Each symbol handled by a formula is a Lisp symbol. In order to separate the constraints we use the sign "+".
To express the global constraints we use the sign "&" at the end of the formula followed by a list of predicates. A <constraint> of a formula may be described by an <element> followed by a selection (the sign "/") of a condition which is a a predicate or a list of predicates connected by a Lisp <operator>.

4. Exploring linguistic knowledge
In this section we will describe how the terms can be exploited to handle relations which hold between terms. We are interested in external relations which hold between two terms: term1 and term2 . Our main idea is that a verb occurring with two terms: <term1 verb term2> may describe a domain-specific relation.
1) example: we apply the following formula: term+verb/(="montrer")+term & (context> 1). The LEX module collects contexts containing two terms which co-occur with the verb "montrer" (to show):

term form of the verb term

(coronarographie) montre (present) (stenose)
(coronarographie) montre (present) (reseau coronaire)
(coronarographie) montrait (past) (lesions bitronculaires)
(coronarographie) montre (present) (obliteration de l'IVA)
(coronarographie) montre (present) (minimes irrégularites)
(vaisseaux du cou) montraient (past) (occlusion de la carotide)
(ventriculographie) montre (present) (fuite mitrale minime)
2) Then we apply the following formula: "coronarographie"+text+"lesion" & (context> 1). The LEX module collects other contexts containing the two terms "coronarographie" and "lesion" which co-occur with other expressions:
term expression term

coronarographie met en evidence lesion
coronarographie a confirme l'existance lesion
The linguist may analyse all these structures and may interprete that all these contexts express a unique relation called "montre" (show). After this, he may applies the formula: x+ "met en evidence" +y & (context> 1) to the corpus in order to collect other contexts which may contain new terms verifying the current relation.
5. Conclusion
We described in this paper a linguistic environment called LEXICA which is effective for identifying terms and other linguistic categories. On the basis of some example texts, we illustrated how terms can be exploited to identify domain-specific relations. The language used by LEXICA allows the user to enter a query in the form of a list of linguistic constraints (described by labels and predicates) in order to search for contexts, and explore new linguistic concepts in texts.
6. References
(Bourrigault and Condamines, 1995) D. Bourrigault et A. Condamines. "Réflexions sur le concept de Base de Connaissances Terminologiques." Actes des Journées du PRC-IA (Nancy, 1995) .
(Bourrigault and Lepine, 1994) D. Bourrigault et P. Lepine. "Méthodologie d'utilisation de LEXTER pour l'acquisition des connaissances à partir de textes." Actes de JAVA (Strasbourg, 1994) .

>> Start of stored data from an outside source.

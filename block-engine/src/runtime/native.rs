// Native Runtime
// Host-compiled functions registered by name

use crate::model::{RuntimeKind, Value};
use crate::runtime::{
    FunctionRuntime, OptimizationScope, ScriptError, ScriptInvocation, ScriptOutcome, ScriptScope,
};

use std::collections::HashMap;
use std::fmt;
use std::sync::Arc;

/// A native function: reads and writes the scope, returns its result
pub type NativeFunction = Arc<dyn Fn(&mut ScriptScope) -> Result<Value, String> + Send + Sync>;

/// Runs functions whose `source` names a registered closure
#[derive(Clone, Default)]
pub struct NativeRuntime {
    functions: HashMap<String, NativeFunction>,
}

impl NativeRuntime {
    pub fn new() -> Self {
        Self::default()
    }

    pub fn register<F>(mut self, name: impl Into<String>, function: F) -> Self
    where
        F: Fn(&mut ScriptScope) -> Result<Value, String> + Send + Sync + 'static,
    {
        self.functions.insert(name.into(), Arc::new(function));
        self
    }

    pub fn contains(&self, name: &str) -> bool {
        self.functions.contains_key(name)
    }
}

impl fmt::Debug for NativeRuntime {
    fn fmt(&self, f: &mut fmt::Formatter<'_>) -> fmt::Result {
        f.debug_struct("NativeRuntime")
            .field("functions", &self.functions.keys().collect::<Vec<_>>())
            .finish()
    }
}

#[async_trait::async_trait]
impl FunctionRuntime for NativeRuntime {
    fn kind(&self) -> RuntimeKind {
        RuntimeKind::Native
    }

    async fn run(
        &self,
        invocation: ScriptInvocation<'_>,
    ) -> Result<(ScriptOutcome, OptimizationScope), ScriptError> {
        let name = invocation.function.source.as_str();
        let function = self.functions.get(name).ok_or_else(|| {
            ScriptError::Compilation(format!("native function '{}' is not registered", name))
        })?;

        if invocation.cancellation.is_cancelled() {
            return Err(ScriptError::Cancelled);
        }

        let mut scope = ScriptScope::new(invocation.bindings);
        let result = function(&mut scope).map_err(ScriptError::Runtime)?;
        Ok((scope.into_outcome(result), OptimizationScope::none()))
    }

    /// Native functions are compiled ahead of time; nothing to cache
    fn open_scope(&self, _id: &str) -> OptimizationScope {
        OptimizationScope::none()
    }
}

#[cfg(test)]
mod tests {
    use super::*;
    use crate::model::FunctionDef;
    use tokio_util::sync::CancellationToken;

    fn invocation<'a>(function: &'a FunctionDef, x: f64) -> ScriptInvocation<'a> {
        ScriptInvocation {
            block: "Area",
            function,
            bindings: HashMap::from([("Width".to_string(), Value::from(x))]),
            imports: vec![],
            object_types: vec![],
            optimization_scope_id: None,
            cancellation: CancellationToken::new(),
        }
    }

    #[tokio::test]
    async fn test_registered_function_writes_scope() {
        let runtime = NativeRuntime::new().register("square", |scope| {
            let w = scope.get_number("Width").ok_or("Width is not a number")?;
            scope.set("Area", w * w);
            Ok(Value::from(w * w))
        });
        let function = FunctionDef::native("area", "square");

        let (outcome, _scope) = runtime.run(invocation(&function, 3.0)).await.unwrap();
        assert_eq!(outcome.result, Value::Number(9.0));
        assert_eq!(outcome.writes, vec![("Area".to_string(), Value::Number(9.0))]);
    }

    #[tokio::test]
    async fn test_unknown_function_is_compilation_error() {
        let runtime = NativeRuntime::new();
        let function = FunctionDef::native("area", "missing");

        let err = runtime.run(invocation(&function, 1.0)).await.unwrap_err();
        assert!(matches!(err, ScriptError::Compilation(msg) if msg.contains("missing")));
    }

    #[tokio::test]
    async fn test_function_error_is_runtime_error() {
        let runtime = NativeRuntime::new().register("fail", |_| Err("boom".to_string()));
        let function = FunctionDef::native("f", "fail");

        let err = runtime.run(invocation(&function, 1.0)).await.unwrap_err();
        assert_eq!(err, ScriptError::Runtime("boom".to_string()));
    }
}
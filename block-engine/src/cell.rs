// Value Cell
// Synchronized, wait-able storage slot for one block variable

use crate::error::{EngineError, EngineResult};
use crate::model::{Value, Variable};

use parking_lot::Mutex;
use tokio::sync::watch;
use tokio_util::sync::CancellationToken;

#[derive(Debug, Default)]
struct CellState {
    value: Value,
    value_set: bool,
    value_changed: bool,
    staged: Option<Value>,
}

/// Storage for one variable. Readers see the committed value; a staged value
/// stays invisible until `commit`.
#[derive(Debug)]
pub struct ValueCell {
    variable: Variable,
    state: Mutex<CellState>,
    /// Bumped on every set or commit so waiters wake
    version: watch::Sender<u64>,
}

impl ValueCell {
    /// New cell, latched with the variable's default value when it has one
    pub fn new(variable: Variable) -> Self {
        let state = match &variable.default_value {
            Some(default) => CellState {
                value: default.clone(),
                value_set: true,
                ..Default::default()
            },
            None => CellState::default(),
        };

        Self {
            variable,
            state: Mutex::new(state),
            version: watch::channel(0).0,
        }
    }

    pub fn variable(&self) -> &Variable {
        &self.variable
    }

    pub fn name(&self) -> &str {
        &self.variable.name
    }

    /// Committed value; `Null` until first set
    pub fn get(&self) -> Value {
        self.state.lock().value.clone()
    }

    pub fn is_set(&self) -> bool {
        self.state.lock().value_set
    }

    pub fn is_changed(&self) -> bool {
        self.state.lock().value_changed
    }

    pub fn clear_changed(&self) {
        self.state.lock().value_changed = false;
    }

    /// Committed value if the cell has been set
    pub fn value_if_set(&self) -> Option<Value> {
        let state = self.state.lock();
        state.value_set.then(|| state.value.clone())
    }

    /// Store a value immediately, discarding anything staged
    pub fn set(&self, value: impl Into<Value>) {
        {
            let mut state = self.state.lock();
            state.value = value.into();
            state.value_set = true;
            state.value_changed = true;
            state.staged = None;
        }
        self.bump();
    }

    /// Hold a value for the next `commit`
    pub fn stage(&self, value: impl Into<Value>) {
        self.state.lock().staged = Some(value.into());
    }

    /// Publish the staged value. Returns false when nothing was staged.
    pub fn commit(&self) -> bool {
        let committed = {
            let mut state = self.state.lock();
            match state.staged.take() {
                Some(value) => {
                    state.value = value;
                    state.value_set = true;
                    state.value_changed = true;
                    true
                }
                None => false,
            }
        };
        if committed {
            self.bump();
        }
        committed
    }

    /// Wait until the cell holds a value, then return it
    pub async fn wait_set(&self, cancel: &CancellationToken) -> EngineResult<Value> {
        // Subscribe before checking so a set racing with the check still wakes us
        let mut changes = self.version.subscribe();

        loop {
            if let Some(value) = self.value_if_set() {
                return Ok(value);
            }

            tokio::select! {
                changed = changes.changed() => {
                    if changed.is_err() {
                        return Err(EngineError::Cancelled);
                    }
                }
                _ = cancel.cancelled() => return Err(EngineError::Cancelled),
            }
        }
    }

    /// A new cell bound to `variable` holding this cell's committed state
    pub fn clone_for(&self, variable: Variable) -> ValueCell {
        let state = self.state.lock();
        ValueCell {
            variable,
            state: Mutex::new(CellState {
                value: state.value.clone(),
                value_set: state.value_set,
                value_changed: false,
                staged: None,
            }),
            version: watch::channel(0).0,
        }
    }

    /// Committed value presented per the declared data type
    pub fn typed_value(&self) -> Value {
        self.get().coerce_to(self.variable.data_type)
    }

    pub fn as_f64(&self) -> Option<f64> {
        self.get().as_string().trim().parse().ok()
    }

    pub fn as_i64(&self) -> Option<i64> {
        let text = self.get().as_string();
        let text = text.trim();
        text.parse::<i64>()
            .ok()
            .or_else(|| text.parse::<f64>().ok().map(|n| n as i64))
    }

    pub fn as_bool(&self) -> Option<bool> {
        let value = self.get();
        value
            .as_bool()
            .or_else(|| value.as_number().map(|n| n != 0.0))
    }

    fn bump(&self) {
        self.version.send_modify(|v| *v = v.wrapping_add(1));
    }
}

#[cfg(test)]
mod tests {
    use super::*;
    use crate::model::{DataType, VariableType};
    use std::sync::Arc;
    use std::time::Duration;

    fn cell(name: &str, data_type: DataType) -> ValueCell {
        ValueCell::new(Variable::new(name, data_type, VariableType::Input))
    }

    #[test]
    fn test_default_value_latches() {
        let variable = Variable::new("N", DataType::Int32, VariableType::Input).with_default(3);
        let cell = ValueCell::new(variable);
        assert!(cell.is_set());
        assert_eq!(cell.as_i64(), Some(3));
        assert!(!cell.is_changed());
    }

    #[test]
    fn test_staged_value_invisible_until_commit() {
        let cell = cell("X", DataType::Int32);
        cell.set(1);
        cell.stage(2);
        assert_eq!(cell.get(), Value::from(1));

        assert!(cell.commit());
        assert_eq!(cell.get(), Value::from(2));
        assert!(!cell.commit());
        assert_eq!(cell.get(), Value::from(2));
    }

    #[test]
    fn test_set_discards_staged_value() {
        let cell = cell("X", DataType::Int32);
        cell.stage(5);
        cell.set(7);
        assert!(!cell.commit());
        assert_eq!(cell.as_i64(), Some(7));
    }

    #[test]
    fn test_numeric_coercion_from_text() {
        let cell = cell("X", DataType::Double);
        cell.set(" 2.5 ");
        assert_eq!(cell.as_f64(), Some(2.5));
        assert_eq!(cell.as_i64(), Some(2));
        assert_eq!(cell.typed_value(), Value::Number(2.5));

        cell.set("abc");
        assert_eq!(cell.as_f64(), None);
        assert_eq!(cell.typed_value(), Value::from("abc"));
    }

    #[test]
    fn test_clone_for_keeps_value() {
        let source = cell("Result", DataType::Int32);
        source.set(15);
        let target = source.clone_for(Variable::new("X", DataType::Int32, VariableType::Input));
        assert_eq!(target.name(), "X");
        assert_eq!(target.as_i64(), Some(15));
        assert!(target.is_set());
    }

    #[tokio::test]
    async fn test_wait_set_wakes_on_set() {
        let cell = Arc::new(cell("X", DataType::Int32));
        let token = CancellationToken::new();

        let writer = Arc::clone(&cell);
        tokio::spawn(async move {
            tokio::time::sleep(Duration::from_millis(20)).await;
            writer.set(42);
        });

        let value = cell.wait_set(&token).await.unwrap();
        assert_eq!(value, Value::from(42));
    }

    #[tokio::test]
    async fn test_wait_set_wakes_on_commit() {
        let cell = Arc::new(cell("X", DataType::Int32));
        let token = CancellationToken::new();

        let writer = Arc::clone(&cell);
        tokio::spawn(async move {
            writer.stage(9);
            tokio::time::sleep(Duration::from_millis(20)).await;
            writer.commit();
        });

        assert_eq!(cell.wait_set(&token).await.unwrap(), Value::from(9));
    }

    #[tokio::test]
    async fn test_wait_set_cancellation() {
        let cell = cell("X", DataType::Int32);
        let token = CancellationToken::new();
        token.cancel();
        assert_eq!(cell.wait_set(&token).await, Err(EngineError::Cancelled));
    }
}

(Czap and Nedobity, 1990) H. Czap et W. Nedobity. "Terminology and Knowledge Engineering." Proceedings of the 2nd International Congress on Terminology and Knowledge Engineering (Indeks Verlag Frankfurt, 1990) .

(Delisle, et al., 1994) S. Delisle, K. Baker, J.F. Delannoy, S. Matwin, et al. "Du texte aux clauses de Horn par combinaison de l'analyse linguistique et de l'apprentissage symbolique." Actes de JAVA 94 Strasbourg (Strasbourg, 1994) .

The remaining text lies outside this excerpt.